Produce a derangement of N-2 of the N-1 elements other than N, and add a cycle of size 2 consisting of N and the element not selected from the smaller derangement. This alternative covers all possibilities where N is in a cycle of size 2.
If Dn is the number of derangements of size n, it is easy to see from the above recursion that:
Dn = (n−1)(Dn−1 + Dn−2)
The multiplier is n−1 in both cases: in the first alternative, it refers to the number of possible places N can be added, and in the second alternative to the number of possible ways to select n−2 elements of the recursive derangement.
Therefore, if we were to recursively produce a random derangement of size N, we would randomly select one of the N-1 previous elements, and then make a random boolean decision on whether to produce alternative 1 or alternative 2, weighted by the number of possible derangements in each case.
One advantage to this algorithm is that it can derange an arbitrary vector; there is no need to apply the permuted indices to the original vector as with the rejection algorithm.
As MP&P note, the recursive algorithm can just as easily be performed iteratively.

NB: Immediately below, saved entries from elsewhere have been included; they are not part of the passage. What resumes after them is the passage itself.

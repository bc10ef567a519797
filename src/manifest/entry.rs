//! Manifest entry and line format
//!
//! One line per file:
//!
//! ```text
//! <checksum> <size> <filename>
//! ```
//!
//! Checksum and size are unsigned decimal. The filename is a base name with no
//! whitespace, so it is always the last token on the line.

use std::fmt;
use std::path::{Path, PathBuf};

use crate::errors::{CksumError, CksumResult};

/// Suffix appended to a destination filename to name its default manifest.
pub const DEFAULT_MANIFEST_SUFFIX: &str = ".crc32";

/// A single `{checksum, size, filename}` record.
#[derive(Debug, Clone, PartialEq, Eq, Hash)]
pub struct ManifestEntry {
    pub checksum: u32,
    pub size: u64,
    /// Base name of the file, unique within a manifest
    pub filename: String,
}

impl ManifestEntry {
    pub fn new(checksum: u32, size: u64, filename: impl Into<String>) -> Self {
        Self {
            checksum,
            size,
            filename: filename.into(),
        }
    }

    /// Parses one manifest line.
    ///
    /// Blank lines yield `Ok(None)`. `origin` and `line_number` only feed the
    /// error message.
    pub fn parse_line(line: &str, origin: &str, line_number: usize) -> CksumResult<Option<Self>> {
        let malformed = || CksumError::MalformedManifestLine {
            origin: origin.to_string(),
            line_number,
            line: line.trim_end().to_string(),
        };

        let mut fields = line.split_whitespace();
        let Some(checksum) = fields.next() else {
            return Ok(None);
        };
        let (Some(size), Some(filename), None) = (fields.next(), fields.next(), fields.next())
        else {
            return Err(malformed());
        };

        let checksum = checksum.parse::<u32>().map_err(|_| malformed())?;
        let size = size.parse::<u64>().map_err(|_| malformed())?;

        Ok(Some(Self::new(checksum, size, filename)))
    }

    /// The manifest line without its trailing newline.
    pub fn to_line(&self) -> String {
        self.to_string()
    }
}

impl fmt::Display for ManifestEntry {
    fn fmt(&self, f: &mut fmt::Formatter<'_>) -> fmt::Result {
        write!(f, "{} {} {}", self.checksum, self.size, self.filename)
    }
}

/// Whether `name` can be stored as the last field of a manifest line.
pub fn is_valid_filename(name: &str) -> bool {
    !name.is_empty() && !name.chars().any(char::is_whitespace)
}

/// Returns the manifest key for `path`: its base name.
pub fn manifest_filename(path: &Path) -> CksumResult<String> {
    path.file_name()
        .and_then(|name| name.to_str())
        .filter(|name| is_valid_filename(name))
        .map(str::to_string)
        .ok_or_else(|| CksumError::InvalidFilename {
            path: path.to_path_buf(),
        })
}

/// Returns `<dir>/<filename>.crc32` for a destination path.
pub fn default_manifest_path(destination: &Path) -> CksumResult<PathBuf> {
    let filename = manifest_filename(destination)?;
    Ok(destination.with_file_name(format!("{}{}", filename, DEFAULT_MANIFEST_SUFFIX)))
}
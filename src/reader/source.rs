//! Read sources
//!
//! A reader accepts either a path it opens itself or an already-open stream
//! together with the name that identifies it in the manifest.

use std::fmt;
use std::io::Read;
use std::path::Path;

use crate::errors::CksumResult;
use crate::manifest::manifest_filename;

/// Input to `ChecksumReader::read`.
pub enum Source<'a> {
    /// Opened and closed by the reader
    Path(&'a Path),
    /// Borrowed stream; the reader never closes it. `name` is the storage
    /// identity (a path or base name) used for the manifest lookup.
    Handle {
        reader: &'a mut dyn Read,
        name: &'a str,
    },
}

impl<'a> Source<'a> {
    pub fn path<P: AsRef<Path> + ?Sized>(path: &'a P) -> Self {
        Source::Path(path.as_ref())
    }

    pub fn handle(reader: &'a mut dyn Read, name: &'a str) -> Self {
        Source::Handle { reader, name }
    }

    /// Base name used as the manifest key.
    pub fn lookup_name(&self) -> CksumResult<String> {
        match self {
            Source::Path(path) => manifest_filename(path),
            Source::Handle { name, .. } => manifest_filename(Path::new(name)),
        }
    }

    /// Name used in log lines and error messages.
    pub fn display_name(&self) -> String {
        match self {
            Source::Path(path) => path.display().to_string(),
            Source::Handle { name, .. } => (*name).to_string(),
        }
    }
}

impl fmt::Debug for Source<'_> {
    fn fmt(&self, f: &mut fmt::Formatter<'_>) -> fmt::Result {
        match self {
            Source::Path(path) => f.debug_tuple("Path").field(path).finish(),
            Source::Handle { name, .. } => f.debug_struct("Handle").field("name", name).finish(),
        }
    }
}
//! CLI-specific error types
//!
//! Every CLI error ends the process with exit status 1 after one
//! `"<CODE>: <message>"` line on stderr.

use std::fmt;
use std::io;

use crate::config::ConfigError;
use crate::errors::CksumError;

/// CLI error codes
#[derive(Debug, Clone, Copy, PartialEq, Eq)]
pub enum CliErrorCode {
    /// Configuration file error
    ConfigError,
    /// I/O error (files, stdin/stdout)
    IoError,
    /// Verification failed
    IntegrityError,
    /// Same filename with different entries
    MergeConflict,
    /// Malformed manifest or unusable filename
    InvalidInput,
}

impl CliErrorCode {
    /// Get the error code string
    pub fn code(&self) -> &'static str {
        match self {
            Self::ConfigError => "FASTCKSUM_CLI_CONFIG_ERROR",
            Self::IoError => "FASTCKSUM_CLI_IO_ERROR",
            Self::IntegrityError => "FASTCKSUM_CLI_INTEGRITY_ERROR",
            Self::MergeConflict => "FASTCKSUM_CLI_MERGE_CONFLICT",
            Self::InvalidInput => "FASTCKSUM_CLI_INVALID_INPUT",
        }
    }
}

/// CLI error
#[derive(Debug)]
pub struct CliError {
    code: CliErrorCode,
    message: String,
}

impl CliError {
    pub fn new(code: CliErrorCode, message: impl Into<String>) -> Self {
        Self {
            code,
            message: message.into(),
        }
    }

    pub fn config_error(msg: impl Into<String>) -> Self {
        Self::new(CliErrorCode::ConfigError, msg)
    }

    pub fn io_error(msg: impl Into<String>) -> Self {
        Self::new(CliErrorCode::IoError, msg)
    }

    /// A library error reported as invalid input regardless of its kind
    pub fn invalid_input(e: CksumError) -> Self {
        Self::new(CliErrorCode::InvalidInput, describe(&e))
    }

    pub fn code(&self) -> CliErrorCode {
        self.code
    }

    pub fn code_str(&self) -> &'static str {
        self.code.code()
    }

    pub fn message(&self) -> &str {
        &self.message
    }
}

impl fmt::Display for CliError {
    fn fmt(&self, f: &mut fmt::Formatter<'_>) -> fmt::Result {
        write!(f, "{}: {}", self.code.code(), self.message)
    }
}

impl std::error::Error for CliError {}

impl From<io::Error> for CliError {
    fn from(e: io::Error) -> Self {
        Self::io_error(e.to_string())
    }
}

impl From<ConfigError> for CliError {
    fn from(e: ConfigError) -> Self {
        Self::config_error(e.to_string())
    }
}

impl From<CksumError> for CliError {
    fn from(e: CksumError) -> Self {
        let code = match &e {
            CksumError::DuplicateFilename { .. } => CliErrorCode::MergeConflict,
            CksumError::Io { .. } => CliErrorCode::IoError,
            CksumError::UnknownFilename { .. } => CliErrorCode::IntegrityError,
            e if e.is_integrity_failure() => CliErrorCode::IntegrityError,
            _ => CliErrorCode::InvalidInput,
        };
        Self::new(code, describe(&e))
    }
}

fn describe(e: &CksumError) -> String {
    format!("{} ({})", e, e.code())
}

/// CLI result type
pub type CliResult<T> = Result<T, CliError>;
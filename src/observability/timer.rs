//! Scoped stopwatches
//!
//! `CumulativeTimer` sums the time spent in every timed section, so one timer
//! can follow all the I/O calls of a session.

use std::time::{Duration, Instant};

/// A stopwatch that accumulates across laps.
#[derive(Debug, Clone, Default)]
pub struct CumulativeTimer {
    total: Duration,
    laps: u64,
}

impl CumulativeTimer {
    pub fn new() -> Self {
        Self::default()
    }

    /// Runs `f`, adding its wall time to the total.
    pub fn time<T>(&mut self, f: impl FnOnce() -> T) -> T {
        let start = Instant::now();
        let result = f();
        self.total += start.elapsed();
        self.laps += 1;
        result
    }

    /// Total time over all laps.
    pub fn elapsed(&self) -> Duration {
        self.total
    }

    /// Number of timed sections.
    pub fn laps(&self) -> u64 {
        self.laps
    }
}

/// Time split between storage I/O and checksum folding.
#[derive(Debug, Clone, Copy, Default, PartialEq, Eq)]
pub struct IoTimings {
    pub io: Duration,
    pub checksum: Duration,
}

impl IoTimings {
    pub fn from_timers(io: &CumulativeTimer, checksum: &CumulativeTimer) -> Self {
        Self {
            io: io.elapsed(),
            checksum: checksum.elapsed(),
        }
    }
}

/// A simple duration timer for logging elapsed time
pub struct Timer {
    start: Instant,
}

impl Timer {
    pub fn new() -> Self {
        Self {
            start: Instant::now(),
        }
    }

    /// Get elapsed milliseconds as a string
    pub fn elapsed_ms(&self) -> String {
        self.start.elapsed().as_millis().to_string()
    }
}

impl Default for Timer {
    fn default() -> Self {
        Self::new()
    }
}

#[cfg(test)]
mod tests {
    use super::*;

    #[test]
    fn test_cumulative_timer_accumulates() {
        let mut timer = CumulativeTimer::new();
        let value = timer.time(|| {
            std::thread::sleep(Duration::from_millis(5));
            42
        });
        timer.time(|| std::thread::sleep(Duration::from_millis(5)));

        assert_eq!(value, 42);
        assert_eq!(timer.laps(), 2);
        assert!(timer.elapsed() >= Duration::from_millis(10));
    }

    #[test]
    fn test_new_timer_is_zero() {
        let timer = CumulativeTimer::new();
        assert_eq!(timer.elapsed(), Duration::ZERO);
        assert_eq!(timer.laps(), 0);
    }

    #[test]
    fn test_timer_elapsed_ms() {
        let timer = Timer::new();
        std::thread::sleep(Duration::from_millis(10));
        let ms: u64 = timer.elapsed_ms().parse().unwrap();
        assert!(ms >= 10);
    }
}
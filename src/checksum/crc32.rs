//! CRC-32 (IEEE 802.3) primitive
//!
//! Exposes the incremental contract:
//! - `seed()` starts an accumulation at `SEED`
//! - `update()` folds a chunk, any chunking gives the same result
//! - `finalize()` turns the accumulator into the published CRC
//!
//! The accumulator is the raw (non-inverted) register. Folding is delegated to
//! `crc32fast`, which picks a hardware path where the CPU has one.

use crc32fast::Hasher;

/// Starting accumulator for a series of partial CRC accumulations.
pub const SEED: u32 = 0xFFFF_FFFF;

/// Returns the initial accumulator value.
pub fn seed() -> u32 {
    SEED
}

/// Folds `data` into `state`.
pub fn update(state: u32, data: &[u8]) -> u32 {
    // crc32fast carries the inverted register between calls
    let mut hasher = Hasher::new_with_initial(!state);
    hasher.update(data);
    !hasher.finalize()
}

/// Derives the final CRC. The length does not take part in IEEE CRC-32.
pub fn finalize(_total_length: u64, state: u32) -> u32 {
    !state
}

#[cfg(test)]
mod tests {
    use super::*;

    fn one_shot(data: &[u8]) -> u32 {
        finalize(data.len() as u64, update(seed(), data))
    }

    #[test]
    fn test_known_vector() {
        assert_eq!(one_shot(b"123456789"), 0xCBF4_3926);
    }

    #[test]
    fn test_empty_input() {
        assert_eq!(one_shot(b""), 0);
    }

    #[test]
    fn test_matches_crc32fast_one_shot() {
        let data = b"the quick brown fox jumps over the lazy dog";
        assert_eq!(one_shot(data), crc32fast::hash(data));
    }

    #[test]
    fn test_chunking_invariance() {
        let data: Vec<u8> = (0..10_000u32).map(|i| (i * 31 % 251) as u8).collect();
        let expected = one_shot(&data);

        for chunk_size in [1, 3, 7, 16, 64, 4095, 9999] {
            let mut state = seed();
            for chunk in data.chunks(chunk_size) {
                state = update(state, chunk);
            }
            assert_eq!(
                finalize(data.len() as u64, state),
                expected,
                "chunk size {} changed the checksum",
                chunk_size
            );
        }
    }

    #[test]
    fn test_empty_chunks_are_neutral() {
        let mut state = update(seed(), b"1234");
        state = update(state, b"");
        state = update(state, b"56789");
        assert_eq!(finalize(9, state), 0xCBF4_3926);
    }
}
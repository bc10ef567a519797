//! Tool configuration
//!
//! Optional JSON file; every field has a default:
//!
//! ```json
//! { "algorithm": "crc32", "buffer_size": 65536, "fsync": true, "log_level": "warn" }
//! ```
//!
//! Command-line flags override values loaded here.

use std::fs;
use std::path::Path;

use serde::{Deserialize, Serialize};
use thiserror::Error;

use crate::checksum::{ChecksumAlgorithm, DEFAULT_BUFFER_SIZE};
use crate::observability::{Logger, Severity};
use crate::writer::ChecksumPolicy;

#[derive(Debug, Error)]
pub enum ConfigError {
    #[error("failed to read config {path}: {source}")]
    Read {
        path: String,
        #[source]
        source: std::io::Error,
    },

    #[error("invalid config JSON: {0}")]
    Parse(#[from] serde_json::Error),

    #[error("invalid config: {0}")]
    Invalid(String),
}

/// Configuration file structure
#[derive(Debug, Clone, PartialEq, Eq, Serialize, Deserialize)]
#[serde(deny_unknown_fields)]
pub struct Config {
    /// Checksum family for new writes and verification (default "crc32")
    #[serde(default)]
    pub algorithm: ChecksumAlgorithm,

    /// Chunk size for streaming copies and checksums (default 64 KiB)
    #[serde(default = "default_buffer_size")]
    pub buffer_size: usize,

    /// fsync destinations, manifests and merge outputs (default true)
    #[serde(default = "default_fsync")]
    pub fsync: bool,

    /// Lowest severity written to stderr (default "warn")
    #[serde(default = "default_log_level")]
    pub log_level: Severity,
}

fn default_buffer_size() -> usize {
    DEFAULT_BUFFER_SIZE
}
fn default_fsync() -> bool {
    true
}
fn default_log_level() -> Severity {
    Severity::Warn
}

impl Default for Config {
    fn default() -> Self {
        Self {
            algorithm: ChecksumAlgorithm::default(),
            buffer_size: default_buffer_size(),
            fsync: default_fsync(),
            log_level: default_log_level(),
        }
    }
}

impl Config {
    /// Load configuration from file
    pub fn load(path: &Path) -> Result<Self, ConfigError> {
        let content = fs::read_to_string(path).map_err(|source| ConfigError::Read {
            path: path.display().to_string(),
            source,
        })?;

        Self::from_json(&content)
    }

    pub fn from_json(content: &str) -> Result<Self, ConfigError> {
        let config: Config = serde_json::from_str(content)?;
        config.validate()?;
        Ok(config)
    }

    fn validate(&self) -> Result<(), ConfigError> {
        if self.buffer_size == 0 {
            return Err(ConfigError::Invalid("buffer_size must be > 0".to_string()));
        }
        Ok(())
    }

    /// Write policy for new files: checksumming on, default manifest target.
    pub fn policy(&self) -> ChecksumPolicy {
        ChecksumPolicy::default()
            .with_algorithm(self.algorithm)
            .with_fsync(self.fsync)
    }

    /// Installs `log_level` as the process-wide minimum severity.
    pub fn apply_logging(&self) {
        Logger::set_min_severity(self.log_level);
    }
}

#[cfg(test)]
mod tests {
    use super::*;
    use tempfile::TempDir;

    #[test]
    fn test_empty_object_uses_defaults() {
        let config = Config::from_json("{}").unwrap();
        assert_eq!(config, Config::default());
        assert_eq!(config.buffer_size, 65536);
        assert!(config.fsync);
        assert_eq!(config.log_level, Severity::Warn);
    }

    #[test]
    fn test_full_config() {
        let config = Config::from_json(
            r#"{ "algorithm": "posix", "buffer_size": 4096, "fsync": false, "log_level": "trace" }"#,
        )
        .unwrap();
        assert_eq!(config.algorithm, ChecksumAlgorithm::Posix);
        assert_eq!(config.buffer_size, 4096);

        let policy = config.policy();
        assert_eq!(policy.algorithm, ChecksumAlgorithm::Posix);
        assert!(!policy.fsync);
        assert!(policy.enabled);
    }

    #[test]
    fn test_rejects_zero_buffer() {
        let err = Config::from_json(r#"{ "buffer_size": 0 }"#).unwrap_err();
        assert!(matches!(err, ConfigError::Invalid(_)));
    }

    #[test]
    fn test_rejects_unknown_field_and_level() {
        assert!(matches!(
            Config::from_json(r#"{ "manifest_suffix": ".md5" }"#),
            Err(ConfigError::Parse(_))
        ));
        assert!(matches!(
            Config::from_json(r#"{ "log_level": "loud" }"#),
            Err(ConfigError::Parse(_))
        ));
    }

    #[test]
    fn test_load_from_file() {
        let tmp = TempDir::new().unwrap();
        let path = tmp.path().join("fastcksum.json");
        fs::write(&path, r#"{ "fsync": false }"#).unwrap();

        let config = Config::load(&path).unwrap();
        assert!(!config.fsync);
        assert!(matches!(
            Config::load(&tmp.path().join("missing.json")),
            Err(ConfigError::Read { .. })
        ));
    }
}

This is quite clear in the case of alternative 2, since the new 2-cycle can be generated either before or after the recursion, so it might as well be done first and then the recursion is just a loop. But that is also true for alternative 1: we can make element N the successor in a cycle to a randomly-selected element j even before we know which cycle j will eventually be in. Looked at this way, the difference between the two alternatives reduces to whether or not element j is removed from future consideration or not.
As shown by the recursion, alternative 2 should be chosen with probability (n−1)Dn−2/Dn, which is how MP&P write their algorithm. I used the equivalent formula Dn−2 / (Dn−1 + Dn−2), mostly because my prototype used Python (for its built-in bignum support).
Without bignums, the number of derangements and hence the probabilities need to be approximated as double, which will create a slight bias and limit the size of the array to be deranged to about 170 elements. (long double would allow slightly more.) If that is too much of a limitation, you could implement the algorithm using some bignum library. For ease of implementation, I used the Posix drand48 function to produce random doubles in the range [0.0, 1.0). That's not a great random number function, but it's probably adequate to the purpose and is available in most standard C libraries.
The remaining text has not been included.